> [Activity]:
From the entries, copy each line that includes "their".

[Start of section]

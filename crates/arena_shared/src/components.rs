// crates/arena_shared/src/components.rs
use serde::{Deserialize, Serialize};

/// Monotonic clock reading in milliseconds.
pub type Millis = u64;

#[derive(Clone, Copy, Debug, PartialEq, Eq, Hash, Default, Serialize, Deserialize)]
pub enum Facing {
    Left,
    #[default]
    Right,
}

impl Facing {
    pub fn opposite(self) -> Self {
        match self {
            Facing::Left => Facing::Right,
            Facing::Right => Facing::Left,
        }
    }

    /// +1.0 for Right, -1.0 for Left.
    pub fn sign(self) -> f32 {
        match self {
            Facing::Left => -1.0,
            Facing::Right => 1.0,
        }
    }
}
// crates/arena_combat/src/lib.rs
//! Player-vs-boss combat core: two state machines, their animation players and
//! the cue bookkeeping, advanced one tick at a time by [`Arena::step`].

pub mod animation;
pub mod config;
pub mod cues;
pub mod error;
pub mod events;
pub mod sequences;
mod state;
pub mod systems;

pub use animation::{AnimationLibrary, AnimationPlayer, FrameId, Sequence, SequenceId};
pub use config::{ArenaTuning, BossTuning, CombatConfig, PlayerTuning, MAX_STAMINA};
pub use error::{ArenaError, Result};
pub use events::{Actor, MatchEvent, MatchOutcome};
pub use state::{Arena, CombatantView, StepReport};
pub use systems::boss::{Boss, BossState};
pub use systems::player::{Player, PlayerState};
pub use systems::DeathPhase;
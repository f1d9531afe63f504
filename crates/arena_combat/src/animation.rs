// crates/arena_combat/src/animation.rs
//! Frame sequences and the per-entity player that walks through them.

use std::collections::HashMap;
use std::fmt;
use std::sync::Arc;

use arena_shared::Millis;
use serde::Serialize;

use crate::error::{ArenaError, Result};

/// Identifier of a frame sequence as the asset layer names it.
#[derive(Clone, Copy, Debug, PartialEq, Eq, Hash)]
pub struct SequenceId(pub &'static str);

impl fmt::Display for SequenceId {
    fn fmt(&self, f: &mut fmt::Formatter<'_>) -> fmt::Result {
        f.write_str(self.0)
    }
}

/// Opaque handle to one frame image, resolved by the renderer.
#[derive(Clone, Copy, Debug, PartialEq, Eq, Hash, Serialize)]
pub struct FrameId(pub u32);

#[derive(Clone, Debug, PartialEq)]
pub struct Sequence {
    pub frames: Vec<FrameId>,
    pub frame_duration: Millis,
    pub looping: bool,
}

impl Sequence {
    pub fn total_duration(&self) -> Millis {
        self.frame_duration * self.frames.len() as Millis
    }

    pub fn frame_count(&self) -> usize {
        self.frames.len()
    }

    /// Frame index for a point in time, clamped to the last frame.
    pub fn index_at(&self, elapsed: Millis) -> usize {
        if self.frames.is_empty() || self.frame_duration == 0 {
            return 0;
        }
        ((elapsed / self.frame_duration) as usize).min(self.frames.len() - 1)
    }
}

#[derive(Clone, Debug, Default)]
pub struct AnimationLibrary {
    sequences: HashMap<SequenceId, Sequence>,
}

impl AnimationLibrary {
    pub fn new() -> Self {
        Self::default()
    }

    pub fn insert(&mut self, id: SequenceId, sequence: Sequence) {
        self.sequences.insert(id, sequence);
    }

    pub fn get(&self, id: SequenceId) -> Result<&Sequence> {
        self.sequences.get(&id).ok_or(ArenaError::UnknownAnimation(id))
    }

    pub fn contains(&self, id: SequenceId) -> bool {
        self.sequences.contains_key(&id)
    }

    /// Fails on the first id the library cannot serve.
    pub fn require<'a>(&self, ids: impl IntoIterator<Item = &'a SequenceId>) -> Result<()> {
        for id in ids {
            self.get(*id)?;
        }
        Ok(())
    }

    pub fn len(&self) -> usize {
        self.sequences.len()
    }

    pub fn is_empty(&self) -> bool {
        self.sequences.is_empty()
    }
}

/// Plays one sequence at a time out of a shared library.
#[derive(Clone, Debug)]
pub struct AnimationPlayer {
    library: Arc<AnimationLibrary>,
    current: SequenceId,
    elapsed: Millis,
    frame_index: usize,
}

impl AnimationPlayer {
    pub fn new(library: Arc<AnimationLibrary>, initial: SequenceId) -> Result<Self> {
        library.get(initial)?;
        Ok(Self { library, current: initial, elapsed: 0, frame_index: 0 })
    }

    /// Switches sequence. Re-asserting the current one is a no-op so states
    /// that set their animation every tick do not restart it.
    pub fn set_animation(&mut self, id: SequenceId) -> Result<()> {
        if id == self.current {
            return Ok(());
        }
        self.library.get(id)?;
        self.current = id;
        self.elapsed = 0;
        self.frame_index = 0;
        Ok(())
    }

    pub fn advance(&mut self, dt: Millis) {
        let Ok(sequence) = self.library.get(self.current) else {
            return;
        };
        let total = sequence.total_duration();
        if total == 0 {
            self.elapsed = 0;
            self.frame_index = 0;
            return;
        }

        self.elapsed += dt;
        if sequence.looping {
            self.elapsed %= total;
        } else {
            self.elapsed = self.elapsed.min(total);
        }
        self.frame_index = sequence.index_at(self.elapsed);
    }

    /// `None` when the sequence has no frames (missing asset): draw nothing.
    pub fn current_frame(&self) -> Option<FrameId> {
        self.library
            .get(self.current)
            .ok()
            .and_then(|sequence| sequence.frames.get(self.frame_index).copied())
    }

    pub fn is_finished(&self) -> bool {
        match self.library.get(self.current) {
            Ok(sequence) => !sequence.looping && self.elapsed >= sequence.total_duration(),
            Err(_) => true,
        }
    }

    pub fn current(&self) -> SequenceId {
        self.current
    }

    pub fn elapsed(&self) -> Millis {
        self.elapsed
    }

    pub fn frame_index(&self) -> usize {
        self.frame_index
    }

    pub fn library(&self) -> &AnimationLibrary {
        &self.library
    }
}
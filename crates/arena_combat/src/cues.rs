// crates/arena_combat/src/cues.rs
//! Edge-triggered audio bookkeeping. The state machines decide *when* a cue
//! should sound; these types make sure it sounds once per edge.

use arena_shared::{Channel, Cue, CueCommand};

#[derive(Clone, Copy, Debug, PartialEq, Eq)]
pub enum Edge {
    Rising,
    Falling,
    Steady,
}

/// Remembers the previous value of a condition and reports transitions.
#[derive(Clone, Copy, Debug, Default, PartialEq, Eq)]
pub struct EdgeTrigger {
    previous: bool,
}

impl EdgeTrigger {
    pub fn update(&mut self, condition: bool) -> Edge {
        let edge = match (self.previous, condition) {
            (false, true) => Edge::Rising,
            (true, false) => Edge::Falling,
            _ => Edge::Steady,
        };
        self.previous = condition;
        edge
    }

    /// "Just became true".
    pub fn rose(&mut self, condition: bool) -> bool {
        self.update(condition) == Edge::Rising
    }

    pub fn is_high(&self) -> bool {
        self.previous
    }
}

/// A flag that lets exactly one `fire` through until it is reset.
#[derive(Clone, Copy, Debug, Default, PartialEq, Eq)]
pub struct OneShot {
    fired: bool,
}

impl OneShot {
    pub fn fire(&mut self) -> bool {
        !std::mem::replace(&mut self.fired, true)
    }

    /// Re-arms the flag; returns whether it had fired.
    pub fn reset(&mut self) -> bool {
        std::mem::replace(&mut self.fired, false)
    }

    pub fn has_fired(&self) -> bool {
        self.fired
    }
}

/// Cue commands produced during one tick, drained by the host.
#[derive(Clone, Debug, Default, PartialEq)]
pub struct CueOutbox {
    commands: Vec<CueCommand>,
}

impl CueOutbox {
    pub fn play(&mut self, cue: Cue, channel: Channel) {
        self.commands.push(CueCommand::Play { cue, channel, looping: false });
    }

    pub fn play_loop(&mut self, cue: Cue, channel: Channel) {
        self.commands.push(CueCommand::Play { cue, channel, looping: true });
    }

    pub fn stop(&mut self, channel: Channel) {
        self.commands.push(CueCommand::Stop { channel });
    }

    pub fn commands(&self) -> &[CueCommand] {
        &self.commands
    }

    pub fn drain(&mut self) -> Vec<CueCommand> {
        std::mem::take(&mut self.commands)
    }

    pub fn clear(&mut self) {
        self.commands.clear();
    }
}

/// A looping cue that starts when its condition rises and stops when it falls.
#[derive(Clone, Copy, Debug, PartialEq, Eq)]
pub struct LoopCue {
    cue: Cue,
    channel: Channel,
    trigger: EdgeTrigger,
}

impl LoopCue {
    pub fn new(cue: Cue, channel: Channel) -> Self {
        Self { cue, channel, trigger: EdgeTrigger::default() }
    }

    pub fn sync(&mut self, active: bool, outbox: &mut CueOutbox) {
        match self.trigger.update(active) {
            Edge::Rising => outbox.play_loop(self.cue, self.channel),
            Edge::Falling => outbox.stop(self.channel),
            Edge::Steady => {}
        }
    }

    pub fn is_playing(&self) -> bool {
        self.trigger.is_high()
    }
}
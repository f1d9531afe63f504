// crates/arena_host/src/error.rs
use std::path::PathBuf;

use arena_combat::ArenaError;
use thiserror::Error;

#[derive(Error, Debug)]
pub enum HostError {
    #[error("failed to read {path}: {source}")]
    Io {
        path: PathBuf,
        #[source]
        source: std::io::Error,
    },

    #[error("failed to parse {what}: {source}")]
    Toml {
        what: String,
        #[source]
        source: toml::de::Error,
    },

    #[error(transparent)]
    Combat(#[from] ArenaError),

    #[error("unknown key name: {0}")]
    UnknownKey(String),

    #[error("unknown action name: {0}")]
    UnknownAction(String),

    #[error("audio worker panicked")]
    AudioWorker,
}

pub type Result<T> = std::result::Result<T, HostError>;
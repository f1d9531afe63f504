// crates/arena_combat/src/sequences.rs
//! Which sequence each (facing, state) pair plays, and the stock frame table.

use std::sync::Arc;

use arena_shared::{Facing, Millis};

use crate::animation::{AnimationLibrary, FrameId, Sequence, SequenceId};
use crate::systems::boss::BossState;
use crate::systems::player::PlayerState;

pub fn player(facing: Facing, state: PlayerState) -> SequenceId {
    use PlayerState::*;
    let id = match (state, facing) {
        (Idle, Facing::Left) => "player/idle_left",
        (Idle, Facing::Right) => "player/idle_right",
        (Walk, Facing::Left) => "player/walk_left",
        (Walk, Facing::Right) => "player/walk_right",
        (Run, Facing::Left) => "player/run_left",
        (Run, Facing::Right) => "player/run_right",
        (Attack1, Facing::Left) => "player/attack1_left",
        (Attack1, Facing::Right) => "player/attack1_right",
        (Attack2, Facing::Left) => "player/attack2_left",
        (Attack2, Facing::Right) => "player/attack2_right",
        (Attack3, Facing::Left) => "player/attack3_left",
        (Attack3, Facing::Right) => "player/attack3_right",
        (Block, Facing::Left) => "player/block_left",
        (Block, Facing::Right) => "player/block_right",
        (Hit, Facing::Left) => "player/hit_left",
        (Hit, Facing::Right) => "player/hit_right",
        (Death, Facing::Left) => "player/death_left",
        (Death, Facing::Right) => "player/death_right",
    };
    SequenceId(id)
}

pub fn boss(facing: Facing, state: BossState) -> SequenceId {
    use BossState::*;
    let id = match (state, facing) {
        (Idle, Facing::Left) => "boss/idle_left",
        (Idle, Facing::Right) => "boss/idle_right",
        (Run, Facing::Left) => "boss/run_left",
        (Run, Facing::Right) => "boss/run_right",
        (Attack, Facing::Left) => "boss/attack_left",
        (Attack, Facing::Right) => "boss/attack_right",
        (Hit, Facing::Left) => "boss/hit_left",
        (Hit, Facing::Right) => "boss/hit_right",
        (Death, Facing::Left) => "boss/death_left",
        (Death, Facing::Right) => "boss/death_right",
    };
    SequenceId(id)
}

/// Every sequence either state machine can ask for.
pub fn all() -> impl Iterator<Item = SequenceId> {
    let facings = [Facing::Left, Facing::Right];
    let players = PlayerState::ALL
        .into_iter()
        .flat_map(move |state| facings.into_iter().map(move |facing| player(facing, state)));
    let bosses = BossState::ALL
        .into_iter()
        .flat_map(move |state| facings.into_iter().map(move |facing| boss(facing, state)));
    players.chain(bosses)
}

/// (state, frame count, frame duration, looping) for the stock sprite sheets.
const PLAYER_FRAMES: [(PlayerState, u32, Millis, bool); 9] = [
    (PlayerState::Idle, 6, 100, true),
    (PlayerState::Walk, 8, 90, true),
    (PlayerState::Run, 8, 70, true),
    (PlayerState::Attack1, 6, 100, false),
    (PlayerState::Attack2, 6, 100, false),
    (PlayerState::Attack3, 6, 100, false),
    (PlayerState::Block, 4, 100, false),
    (PlayerState::Hit, 4, 100, false),
    (PlayerState::Death, 8, 150, false),
];

const BOSS_FRAMES: [(BossState, u32, Millis, bool); 5] = [
    (BossState::Idle, 6, 120, true),
    (BossState::Run, 8, 90, true),
    (BossState::Attack, 15, 80, false),
    (BossState::Hit, 3, 100, false),
    (BossState::Death, 10, 150, false),
];

/// Library matching the stock assets. Frame ids are handed out sequentially
/// in table order, left facing first.
pub fn standard_library() -> Arc<AnimationLibrary> {
    let mut library = AnimationLibrary::new();
    let mut next_frame = 0u32;
    let mut add = |id: SequenceId, count: u32, frame_duration: Millis, looping: bool| {
        let frames = (next_frame..next_frame + count).map(FrameId).collect();
        next_frame += count;
        library.insert(id, Sequence { frames, frame_duration, looping });
    };

    for (state, count, duration, looping) in PLAYER_FRAMES {
        for facing in [Facing::Left, Facing::Right] {
            add(player(facing, state), count, duration, looping);
        }
    }
    for (state, count, duration, looping) in BOSS_FRAMES {
        for facing in [Facing::Left, Facing::Right] {
            add(boss(facing, state), count, duration, looping);
        }
    }
    Arc::new(library)
}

[End of section]

> [Reply]:
//! Player-vs-boss combat core: two state machines, their animation players and
    /// that set their animation every tick do not restart it.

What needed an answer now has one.